Personal information
- Full name: Tyler Benjamin Newnam
- Date of birth: April 18, 1991 (age 35)
- Place of birth: Kernersville, North Carolina, United States
- Height: 1.76 m (5 ft 9 in)
- Position: Defender

College career
- Years: Team / Apps / (Gls)
- 2009–2012: Wake Forest Demon Deacons men's soccer / 74 / (4)

Senior career*
- Years: Team / Apps / (Gls)
- 2010: Carolina Dynamo / 2 / (0)
- 2012: Reading United / 4 / (0)
- 2013–2014: Charlotte Eagles / 54 / (4)
- 2015: Colorado Rapids / 1 / (0)
- 2015: → Charlotte Independence (loan) / 11 / (0)
- 2015: Pittsburgh Riverhounds / 6 / (0)
- 2016: Louisville City / 23 / (1)
- 2017: San Antonio FC / 24 / (1)

= Ben Newnam =

American soccer player

Ben Newnam (born April 18, 1991) is an American soccer player.

==Career==

===College and amateur===
Newnam played four years of college soccer at Wake Forest University between 2009 and 2012.
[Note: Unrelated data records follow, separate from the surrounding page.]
//! The `vault` protocol spoken by storage nodes. The proxy forwards most of
//! this surface as opaque byte frames; the messages here are the subset the
//! proxy itself constructs, to replicate repositories and run maintenance
//! against individual nodes.

use tonic::codegen::{Body, Bytes, StdError};

/// A repository addressed by the storage holding it and its path within
/// that storage. Embedded in every repository-scoped request.
#[derive(Clone, PartialEq, Eq, Hash, ::prost::Message)]
pub struct Repository {
    #[prost(string, tag = "1")]
    pub storage_name: ::prost::alloc::string::String,
    #[prost(string, tag = "2")]
    pub relative_path: ::prost::alloc::string::String,
}

#[derive(Clone, PartialEq, ::prost::Message)]
pub struct ReplicateRepositoryRequest {
    /// The repository to create or update on the receiving storage.
    #[prost(message, optional, tag = "1")]
    pub repository: ::core::option::Option<Repository>,
    /// The up-to-date source replica to fetch from.
    #[prost(message, optional, tag = "2")]
    pub source: ::core::option::Option<Repository>,
}

#[derive(Clone, Copy, PartialEq, ::prost::Message)]
pub struct ReplicateRepositoryResponse {}

#[derive(Clone, PartialEq, ::prost::Message)]
pub struct RemoveRepositoryRequest {
    #[prost(message, optional, tag = "1")]
    pub repository: ::core::option::Option<Repository>,
}

#[derive(Clone, Copy, PartialEq, ::prost::Message)]
pub struct RemoveRepositoryResponse {}

#[derive(Clone, PartialEq, ::prost::Message)]
pub struct RenameRepositoryRequest {
    #[prost(message, optional, tag = "1")]
    pub repository: ::core::option::Option<Repository>,
    #[prost(string, tag = "2")]
    pub new_relative_path: ::prost::alloc::string::String,
}

#[derive(Clone, Copy, PartialEq, ::prost::Message)]
pub struct RenameRepositoryResponse {}

#[derive(Clone, PartialEq, ::prost::Message)]
pub struct RepositoryExistsRequest {
    #[prost(message, optional, tag = "1")]
    pub repository: ::core::option::Option<Repository>,
}

#[derive(Clone, Copy, PartialEq, ::prost::Message)]
pub struct RepositoryExistsResponse {
    #[prost(bool, tag = "1")]
    pub exists: bool,
}

#[derive(Clone, PartialEq, ::prost::Message)]
pub struct GarbageCollectRequest {
    #[prost(message, optional, tag = "1")]
    pub repository: ::core::option::Option<Repository>,
    #[prost(bool, tag = "2")]
    pub prune: bool,
}

#[derive(Clone, Copy, PartialEq, ::prost::Message)]
pub struct GarbageCollectResponse {}

#[derive(Clone, PartialEq, ::prost::Message)]
pub struct RepackFullRequest {
    #[prost(message, optional, tag = "1")]
    pub repository: ::core::option::Option<Repository>,
    #[prost(bool, tag = "2")]
    pub create_bitmap: bool,
}

#[derive(Clone, Copy, PartialEq, ::prost::Message)]
pub struct RepackFullResponse {}

#[derive(Clone, PartialEq, ::prost::Message)]
pub struct RepackIncrementalRequest {
    #[prost(message, optional, tag = "1")]
    pub repository: ::core::option::Option<Repository>,
}

#[derive(Clone, Copy, PartialEq, ::prost::Message)]
pub struct RepackIncrementalResponse {}

#[derive(Clone, PartialEq, ::prost::Message)]
pub struct CleanupRequest {
    #[prost(message, optional, tag = "1")]
    pub repository: ::core::option::Option<Repository>,
}

#[derive(Clone, Copy, PartialEq, ::prost::Message)]
pub struct CleanupResponse {}

#[derive(Clone, PartialEq, ::prost::Message)]
pub struct PackRefsRequest {
    #[prost(message, optional, tag = "1")]
    pub repository: ::core::option::Option<Repository>,
}

#[derive(Clone, Copy, PartialEq, ::prost::Message)]
pub struct PackRefsResponse {}

#[derive(Clone, PartialEq, ::prost::Message)]
pub struct WriteCommitGraphRequest {
    #[prost(message, optional, tag = "1")]
    pub repository: ::core::option::Option<Repository>,
}

#[derive(Clone, Copy, PartialEq, ::prost::Message)]
pub struct WriteCommitGraphResponse {}

#[derive(Clone, PartialEq, ::prost::Message)]
pub struct MidxRepackRequest {
    #[prost(message, optional, tag = "1")]
    pub repository: ::core::option::Option<Repository>,
}

#[derive(Clone, Copy, PartialEq, ::prost::Message)]
pub struct MidxRepackResponse {}

#[derive(Clone, PartialEq, ::prost::Message)]
pub struct OptimizeRepositoryRequest {
    #[prost(message, optional, tag = "1")]
    pub repository: ::core::option::Option<Repository>,
}

#[derive(Clone, Copy, PartialEq, ::prost::Message)]
pub struct OptimizeRepositoryResponse {}

macro_rules! unary {
    ($name:ident, $request:ty, $response:ty, $path:expr) => {
        pub async fn $name(
            &mut self,
            request: $request,
        ) -> Result<tonic::Response<$response>, tonic::Status> {
            self.inner.ready().await.map_err(|err| {
                tonic::Status::unavailable(format!("storage node was not ready: {}", err.into()))
            })?;
            let codec: tonic::codec::ProstCodec<$request, $response> =
                tonic::codec::ProstCodec::default();
            let path = http::uri::PathAndQuery::from_static($path);
            self.inner
                .unary(tonic::Request::new(request), path, codec)
                .await
        }
    };
}

/// Client for `vault.RepositoryService`.
#[derive(Clone, Debug)]
pub struct RepositoryServiceClient<T> {
    inner: tonic::client::Grpc<T>,
}

impl<T> RepositoryServiceClient<T>
where
    T: tonic::client::GrpcService<tonic::body::BoxBody>,
    T::Error: Into<StdError>,
    T::ResponseBody: Body<Data = Bytes> + Send + 'static,
    <T::ResponseBody as Body>::Error: Into<StdError> + Send,
{
    pub fn new(inner: T) -> Self {
        Self {
            inner: tonic::client::Grpc::new(inner),
        }
    }

    unary!(
        replicate_repository,
        ReplicateRepositoryRequest,
        ReplicateRepositoryResponse,
        "/vault.RepositoryService/ReplicateRepository"
    );
    unary!(
        remove_repository,
        RemoveRepositoryRequest,
        RemoveRepositoryResponse,
        "/vault.RepositoryService/RemoveRepository"
    );
    unary!(
        rename_repository,
        RenameRepositoryRequest,
        RenameRepositoryResponse,
        "/vault.RepositoryService/RenameRepository"
    );
    unary!(
        repository_exists,
        RepositoryExistsRequest,
        RepositoryExistsResponse,
        "/vault.RepositoryService/RepositoryExists"
    );
    unary!(
        garbage_collect,
        GarbageCollectRequest,
        GarbageCollectResponse,
        "/vault.RepositoryService/GarbageCollect"
    );
    unary!(
        repack_full,
        RepackFullRequest,
        RepackFullResponse,
        "/vault.RepositoryService/RepackFull"
    );
    unary!(
        repack_incremental,
        RepackIncrementalRequest,
        RepackIncrementalResponse,
        "/vault.RepositoryService/RepackIncremental"
    );
    unary!(
        cleanup,
        CleanupRequest,
        CleanupResponse,
        "/vault.RepositoryService/Cleanup"
    );
    unary!(
        pack_refs,
        PackRefsRequest,
        PackRefsResponse,
        "/vault.RepositoryService/PackRefs"
    );
    unary!(
        write_commit_graph,
        WriteCommitGraphRequest,
        WriteCommitGraphResponse,
        "/vault.RepositoryService/WriteCommitGraph"
    );
    unary!(
        midx_repack,
        MidxRepackRequest,
        MidxRepackResponse,
        "/vault.RepositoryService/MidxRepack"
    );
    unary!(
        optimize_repository,
        OptimizeRepositoryRequest,
        OptimizeRepositoryResponse,
        "/vault.RepositoryService/OptimizeRepository"
    );
}
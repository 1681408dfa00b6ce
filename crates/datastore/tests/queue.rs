//! Contract suite of the replication queue. Runs against the in-memory
//! implementation; the Postgres implementation satisfies the same contract
//! and is exercised against a real database in deployment environments.

use std::time::Duration;

use datastore::{ChangeType, JobState, MemoryQueue, ReplicationJob, ReplicationQueue};

fn update_job(path: &str, target: &str) -> ReplicationJob {
    ReplicationJob {
        change: ChangeType::Update,
        virtual_storage: "default".to_string(),
        relative_path: path.to_string(),
        source_storage: Some("node-a".to_string()),
        target_storage: target.to_string(),
        params: None,
    }
}

#[tokio::test]
async fn enqueue_dequeue_acknowledge_round_trip() {
    let queue = MemoryQueue::new();

    let event = queue.enqueue(update_job("@repos/a", "node-b")).await.unwrap();
    assert_eq!(event.state, JobState::Ready);
    assert_eq!(event.attempt, 3);
    assert_eq!(event.lock_id, "default|node-b|@repos/a");

    let dequeued = queue.dequeue("default", "node-b", 10).await.unwrap();
    assert_eq!(dequeued.len(), 1);
    assert_eq!(dequeued[0].id, event.id);
    assert_eq!(dequeued[0].state, JobState::InProgress);
    assert_eq!(dequeued[0].attempt, 2);

    let acked = queue
        .acknowledge(JobState::Completed, &[event.id])
        .await
        .unwrap();
    assert_eq!(acked, vec![event.id]);

    // A completed event never surfaces again.
    assert!(queue.dequeue("default", "node-b", 10).await.unwrap().is_empty());
}

#[tokio::test]
async fn dequeue_is_scoped_to_the_target() {
    let queue = MemoryQueue::new();
    queue.enqueue(update_job("@repos/a", "node-b")).await.unwrap();

    assert!(queue.dequeue("default", "node-c", 10).await.unwrap().is_empty());
    assert!(queue.dequeue("other", "node-b", 10).await.unwrap().is_empty());
    assert_eq!(queue.dequeue("default", "node-b", 10).await.unwrap().len(), 1);
}

#[tokio::test]
async fn at_most_one_in_progress_event_per_lock() {
    let queue = MemoryQueue::new();
    let first = queue.enqueue(update_job("@repos/a", "node-b")).await.unwrap();
    let second = queue.enqueue(update_job("@repos/a", "node-b")).await.unwrap();
    let other = queue.enqueue(update_job("@repos/z", "node-b")).await.unwrap();

    // One batch never carries two events of the same lock_id, and an
    // in-progress lock blocks later dequeues.
    let batch = queue.dequeue("default", "node-b", 10).await.unwrap();
    assert_eq!(
        batch.iter().map(|e| e.id).collect::<Vec<_>>(),
        vec![first.id, other.id]
    );
    assert!(queue.dequeue("default", "node-b", 10).await.unwrap().is_empty());

    // Failing the first event releases the lock; the queue stays FIFO
    // within the lock by retrying the failed event first.
    queue.acknowledge(JobState::Failed, &[first.id]).await.unwrap();
    let batch = queue.dequeue("default", "node-b", 10).await.unwrap();
    assert_eq!(batch.len(), 1);
    assert_eq!(batch[0].id, first.id);

    queue.acknowledge(JobState::Completed, &[first.id]).await.unwrap();
    let batch = queue.dequeue("default", "node-b", 10).await.unwrap();
    assert_eq!(batch.len(), 1);
    assert_eq!(batch[0].id, second.id);
}

#[tokio::test]
async fn failed_events_retry_until_attempts_are_exhausted() {
    let queue = MemoryQueue::new();
    let event = queue.enqueue(update_job("@repos/a", "node-b")).await.unwrap();

    for remaining in [2, 1, 0] {
        let batch = queue.dequeue("default", "node-b", 1).await.unwrap();
        assert_eq!(batch.len(), 1);
        assert_eq!(batch[0].attempt, remaining);

        if remaining > 0 {
            queue.acknowledge(JobState::Failed, &[event.id]).await.unwrap();
        }
    }

    // The last acknowledgement must be dead, not failed.
    assert!(queue.acknowledge(JobState::Failed, &[event.id]).await.is_err());
    let acked = queue.acknowledge(JobState::Dead, &[event.id]).await.unwrap();
    assert_eq!(acked, vec![event.id]);

    assert!(queue.dequeue("default", "node-b", 10).await.unwrap().is_empty());
}

#[tokio::test]
async fn completed_update_supersedes_identical_ready_jobs() {
    let queue = MemoryQueue::new();

    let first = queue.enqueue(update_job("@repos/a", "node-b")).await.unwrap();
    let dequeued = queue.dequeue("default", "node-b", 10).await.unwrap();
    assert_eq!(dequeued.len(), 1);

    // Two identical jobs arrive while the first is being processed.
    queue.enqueue(update_job("@repos/a", "node-b")).await.unwrap();
    queue.enqueue(update_job("@repos/a", "node-b")).await.unwrap();
    // A job with a different payload survives the dedup sweep.
    let distinct = queue.enqueue(update_job("@repos/b", "node-b")).await.unwrap();

    queue
        .acknowledge(JobState::Completed, &[first.id])
        .await
        .unwrap();

    let remaining = queue.dequeue("default", "node-b", 10).await.unwrap();
    assert_eq!(
        remaining.iter().map(|e| e.id).collect::<Vec<_>>(),
        vec![distinct.id]
    );
}

#[tokio::test]
async fn dedup_only_covers_jobs_enqueued_before_completion() {
    let queue = MemoryQueue::new();

    let first = queue.enqueue(update_job("@repos/a", "node-b")).await.unwrap();
    queue.dequeue("default", "node-b", 10).await.unwrap();
    queue
        .acknowledge(JobState::Completed, &[first.id])
        .await
        .unwrap();

    // Enqueued after completion: must not be swept.
    let later = queue.enqueue(update_job("@repos/a", "node-b")).await.unwrap();
    let batch = queue.dequeue("default", "node-b", 10).await.unwrap();
    assert_eq!(batch.len(), 1);
    assert_eq!(batch[0].id, later.id);
}

#[tokio::test]
async fn acknowledging_events_not_in_progress_is_a_no_op() {
    let queue = MemoryQueue::new();
    let event = queue.enqueue(update_job("@repos/a", "node-b")).await.unwrap();

    let acked = queue
        .acknowledge(JobState::Completed, &[event.id, 42])
        .await
        .unwrap();
    assert!(acked.is_empty());

    assert!(queue.acknowledge(JobState::Ready, &[event.id]).await.is_err());
}

#[tokio::test]
async fn stale_in_progress_events_are_swept_back_to_failed() {
    let queue = MemoryQueue::new();
    let event = queue.enqueue(update_job("@repos/a", "node-b")).await.unwrap();
    queue.dequeue("default", "node-b", 10).await.unwrap();

    // Touching keeps ownership: nothing is older than a generous window.
    let touched = queue.touch(&[event.id]).await.unwrap();
    assert_eq!(touched, vec![event.id]);
    assert_eq!(
        queue.acknowledge_stale(Duration::from_secs(3600)).await.unwrap(),
        0
    );

    // The owning instance disappears; the sweep releases the event and a
    // survivor picks it up again.
    assert_eq!(queue.acknowledge_stale(Duration::ZERO).await.unwrap(), 1);
    let batch = queue.dequeue("default", "node-b", 10).await.unwrap();
    assert_eq!(batch.len(), 1);
    assert_eq!(batch[0].id, event.id);

    assert!(queue.touch(&[42]).await.unwrap().is_empty());
}

#[tokio::test]
async fn cancelled_events_are_terminal() {
    let queue = MemoryQueue::new();
    let event = queue.enqueue(update_job("@repos/a", "node-b")).await.unwrap();
    queue.dequeue("default", "node-b", 10).await.unwrap();

    queue
        .acknowledge(JobState::Cancelled, &[event.id])
        .await
        .unwrap();
    assert!(queue.dequeue("default", "node-b", 10).await.unwrap().is_empty());
    assert!(queue.touch(&[event.id]).await.unwrap().is_empty());
}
He also played in the USL Premier Development League for Carolina Dynamo and Reading United.

===Professional career===
Newnam signed with USL Pro club Charlotte Eagles in April 2013.

Newnam signed with United Soccer League side Louisville City FC in January 2016.

Newnam joined USL side San Antonio FC on December 23, 2016.